2. they were having trouble with the turbine and had t run some maintenance procedures. they begged everyone not to turnon their televisions for a few hours but they are ¨stubborn¨, and the wattage usage shot up during everyone´s favorite soap opera despite Felix´s protestations.
after speaking with Felix and Arel, we went for dinner. rice, beans and onions with fried plantains. yumm! we hadn´t eaten most of the day, and cebollo never tasted so good. Aleyda told us about her family - a brother in Washington DC who cannot come back from the States, Doravel, and other family members that live in Matagalpa. we had met her husband very briefly before leaving Matagalpa. when asked the difference between electricity and none, she said that people stayed up a little later now watching TV and talking and get upa little later. there are computers inthe schools, in some shops, and in private homes as well. there is internet. women´s working time is about the same as before. however, before the use of firewood for cooking and planchas (irons) were rather dangerous and created smoky working environments. a s,all lull in the conversation, and we watched TV for a moment in the restaurant. ina barrio in Managua, Union Fenosa had taken one of the employees hostage during a utilities-use struggle. the utility had turned off electricity which also turned off the water to the barrio, and the people became angry.
Aleyda mentioned one time recently when the electricity was off for rationing (racionamiento), and everything was quite. Felix said when asked the difference between pre- and post-electricity that there was more dancing than before and that religious services were more festive, that everything seemed more vibrant with electricity.
Aleyda said they were already planning a 1 mW plant in a neighboring area in St. Therese and feeding it back to the grid. in the freest reserve, people use for forest and not for crops at all (though Anna and i were not entirely sure on this point.
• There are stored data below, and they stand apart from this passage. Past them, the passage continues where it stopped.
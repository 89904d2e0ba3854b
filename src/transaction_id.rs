//! Opaque proxy transaction identifiers.
//!
//! A prepared send is answered by one particular broker, and the later
//! end-transaction call must reach the same node. [`TransactionId`] binds the
//! broker address to the broker-issued reference and serializes the pair into
//! a single token that callers treat as opaque.
//!
//! The token is the uppercase hex rendering of:
//!
//! ```text
//! +---------+--------------+---------------+-------------+
//! | version | addr length  | addr (UTF-8)  | broker ref  |
//! | u8      | u16 BE       | n bytes       | u64 BE      |
//! +---------+--------------+---------------+-------------+
//! ```
//!
//! The length prefix keeps the encoding injective: no two distinct
//! `(address, reference)` pairs share a token.

use std::{fmt, str::FromStr};

use bytes::{Buf, BufMut, BytesMut};

const FORMAT_VERSION: u8 = 1;
const HEADER_LEN: usize = 1 + 2;
const REF_LEN: usize = 8;

/// Errors raised while building or decoding a [`TransactionId`].
#[derive(Clone, Debug, PartialEq, thiserror::Error)]
pub enum TransactionIdError {
    /// The broker address was empty.
    #[error("broker address must not be empty")]
    EmptyAddress,
    /// The broker address does not fit the length prefix.
    #[error("broker address is {0} bytes, exceeding the {max} byte limit", max = u16::MAX)]
    AddressTooLong(usize),
    /// The token is not valid hex.
    #[error("transaction id is not valid hex")]
    InvalidHex(#[from] hex::FromHexError),
    /// The token was produced by an unknown encoder version.
    #[error("unsupported transaction id version {0}")]
    UnsupportedVersion(u8),
    /// The token ended before all fields were read.
    #[error("transaction id truncated")]
    Truncated,
    /// The embedded address is not UTF-8.
    #[error("broker address is not valid UTF-8")]
    InvalidAddress,
    /// Bytes remained after the last field.
    #[error("{0} trailing bytes after transaction id")]
    TrailingBytes(usize),
}

/// Broker address paired with the broker-issued transaction reference.
#[derive(Clone, Debug, PartialEq, Eq, Hash)]
pub struct TransactionId {
    broker_addr: String,
    broker_ref: u64,
}

impl TransactionId {
    /// Pair `broker_addr` with `broker_ref`.
    ///
    /// # Errors
    ///
    /// Returns [`TransactionIdError::EmptyAddress`] for an empty address and
    /// [`TransactionIdError::AddressTooLong`] if it exceeds `u16::MAX` bytes.
    pub fn new(broker_addr: impl Into<String>, broker_ref: u64) -> Result<Self, TransactionIdError> {
        let broker_addr = broker_addr.into();
        if broker_addr.is_empty() {
            return Err(TransactionIdError::EmptyAddress);
        }
        if u16::try_from(broker_addr.len()).is_err() {
            return Err(TransactionIdError::AddressTooLong(broker_addr.len()));
        }
        Ok(Self {
            broker_addr,
            broker_ref,
        })
    }

    /// Address of the broker holding the prepared message.
    #[must_use]
    pub fn broker_addr(&self) -> &str { &self.broker_addr }

    /// Reference issued by the broker for the prepared message.
    #[must_use]
    pub fn broker_ref(&self) -> u64 { self.broker_ref }

    /// Split into `(broker_addr, broker_ref)`.
    #[must_use]
    pub fn into_parts(self) -> (String, u64) { (self.broker_addr, self.broker_ref) }

    /// Serialize into the opaque proxy token.
    ///
    /// # Examples
    ///
    /// ```
    /// use mqforward::TransactionId;
    ///
    /// let id = TransactionId::new("10.0.0.5:10911", 77).expect("valid address");
    /// let token = id.encode();
    /// let decoded = TransactionId::decode(&token).expect("token decodes");
    /// assert_eq!(decoded.into_parts(), ("10.0.0.5:10911".to_owned(), 77));
    /// ```
    #[must_use]
    pub fn encode(&self) -> String {
        let addr = self.broker_addr.as_bytes();
        let mut buf = BytesMut::with_capacity(HEADER_LEN + addr.len() + REF_LEN);
        buf.put_u8(FORMAT_VERSION);
        #[expect(
            clippy::cast_possible_truncation,
            reason = "address length validated against u16::MAX on construction"
        )]
        buf.put_u16(addr.len() as u16);
        buf.put_slice(addr);
        buf.put_u64(self.broker_ref);
        hex::encode_upper(buf)
    }

    /// Parse a token produced by [`Self::encode`].
    ///
    /// # Errors
    ///
    /// Returns a [`TransactionIdError`] describing why the token is malformed.
    pub fn decode(token: &str) -> Result<Self, TransactionIdError> {
        let raw = hex::decode(token)?;
        let mut buf = raw.as_slice();

        let version = take_u8(&mut buf)?;
        if version != FORMAT_VERSION {
            return Err(TransactionIdError::UnsupportedVersion(version));
        }
        let addr_len = usize::from(take_u16(&mut buf)?);
        if buf.remaining() < addr_len {
            return Err(TransactionIdError::Truncated);
        }
        let addr = std::str::from_utf8(&buf[..addr_len])
            .map_err(|_| TransactionIdError::InvalidAddress)?
            .to_owned();
        buf.advance(addr_len);
        let broker_ref = take_u64(&mut buf)?;
        if buf.has_remaining() {
            return Err(TransactionIdError::TrailingBytes(buf.remaining()));
        }
        Self::new(addr, broker_ref)
    }
}

impl fmt::Display for TransactionId {
    fn fmt(&self, f: &mut fmt::Formatter<'_>) -> fmt::Result { f.write_str(&self.encode()) }
}

impl FromStr for TransactionId {
    type Err = TransactionIdError;

    fn from_str(s: &str) -> Result<Self, Self::Err> { Self::decode(s) }
}

fn take_u8(buf: &mut &[u8]) -> Result<u8, TransactionIdError> {
    buf.try_get_u8().map_err(|_| TransactionIdError::Truncated)
}

fn take_u16(buf: &mut &[u8]) -> Result<u16, TransactionIdError> {
    buf.try_get_u16().map_err(|_| TransactionIdError::Truncated)
}

fn take_u64(buf: &mut &[u8]) -> Result<u64, TransactionIdError> {
    buf.try_get_u64().map_err(|_| TransactionIdError::Truncated)
}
Anna would be better able to say). we walked back to the hotel. there were streetlights (alumbrado publico), souds of music and people talking on the streets. a group of kids were playing soccer in a concrete square under 4 large lights. it was so beautiful to hear music and crickets together, as well as seeing streetlights and stars. small frogs hopped across the concrete in front of our rooms.
other random remembrances:
. Doris´daughter´s name is Ashley
. Four people told us not to get robbed within the first 12 hours of our time here
. Sarah at the Quaker House is in Nicaragua for 4 months studying Nicaraguan Sign Language. before, people tended to hide their deaf children away from the rest of society because they felt heir children´s disability was proof of their iniquities. a school began to create a means of communicating about 30 years ago in Nicaragua, and children began talking with their ¨home sign¨, developing a new language through the social evolution. the language is now in its third generation, and the school teaches parents, who no longer hide their children, the language. NSL has more structure now, even boasting classifiers like Chinese (jia, zhang, ting, etc.).
. the driver´s horn from Matagalpa to Bocay was an electric wire dangling from the windowsill that had to be tugged.